An 1823 letter Thomas Jefferson wrote to Georgetown winemaker John Adlum praises one of the bottles Adlum had sent him, but then goes on to write, “the 2nd bottle, a red wine, I tried when I had good judges at the table. We agreed it was a wine one might always drink with satisfaction, but of no particular excellence.” Adlum printed the letter—despite its faint praise—as a foreword to his book. I wonder if Adlum was so thrilled with a letter from the former president that he completely ignored the dig. Or was the book world so different from today that no one would think of excerpting the letter and ending it with a quiet ellipsis after “satisfaction”? I secretly hope for the latter, creating an idealistic picture of early American honesty.
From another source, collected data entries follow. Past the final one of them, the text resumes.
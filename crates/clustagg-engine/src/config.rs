use anyhow::{Context, Result};
use serde::Deserialize;
use std::fs;
use std::path::Path;

/// Naming conventions and search bounds used while walking a run tree.
#[derive(Debug, Clone, PartialEq, Eq, Deserialize)]
#[serde(default, deny_unknown_fields)]
pub struct AggregatorConfig {
    pub score_file_name: String,
    pub labels_file_prefix: String,
    pub labels_file_suffix: String,
    pub parameters_file_name: String,
    pub legacy_performance_file_name: String,
    pub performance_descriptor_file_name: String,
    /// Parent directory names under which `linkage-*` directories form a compound method.
    pub linkage_libraries: Vec<String>,
    /// Directories searched for `parameters.json`, counting the score file's own.
    pub sidecar_search_depth: usize,
    pub dataset_search_depth: usize,
    pub method_search_depth: usize,
    pub workers: usize,
}

impl Default for AggregatorConfig {
    fn default() -> Self {
        Self {
            score_file_name: "clustbench.scores.gz".to_string(),
            labels_file_prefix: "clustbench.labels".to_string(),
            labels_file_suffix: ".gz".to_string(),
            parameters_file_name: "parameters.json".to_string(),
            legacy_performance_file_name: "clustbench_performance.txt".to_string(),
            performance_descriptor_file_name: "perf.json".to_string(),
            linkage_libraries: vec![
                "agglomerative".to_string(),
                "fastcluster".to_string(),
                "sklearn".to_string(),
            ],
            sidecar_search_depth: 5,
            dataset_search_depth: 10,
            method_search_depth: 10,
            workers: default_workers(),
        }
    }
}

impl AggregatorConfig {
    pub fn load(path: &Path) -> Result<Self> {
        let raw = fs::read_to_string(path)
            .with_context(|| format!("failed to read config {}", path.display()))?;
        let config: AggregatorConfig = serde_yaml::from_str(&raw)
            .with_context(|| format!("invalid config {}", path.display()))?;
        Ok(config.normalized())
    }

    pub fn with_workers(mut self, workers: usize) -> Self {
        self.workers = workers;
        self.normalized()
    }

    pub fn is_label_file_name(&self, name: &str) -> bool {
        name.starts_with(&self.labels_file_prefix) && name.ends_with(&self.labels_file_suffix)
    }

    pub fn is_linkage_library(&self, name: &str) -> bool {
        self.linkage_libraries.iter().any(|lib| lib == name)
    }

    fn normalized(mut self) -> Self {
        if self.workers == 0 {
            self.workers = 1;
        }
        self
    }
}

fn default_workers() -> usize {
    std::thread::available_parallelism()
        .map(|n| n.get())
        .unwrap_or(1)
}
On the day I visited the exhibit, an older couple from Kalamazoo pored over a party menu from the early 1900s. They marveled at the wine selection that included a bottle of an 1810 Madeira and mused about a mention of maraschino cherries. Although they were there because they read about the exhibit in a “Wine Events” section of the Wall Street Journal, they (like me) lost themselves in the stories these books conjured.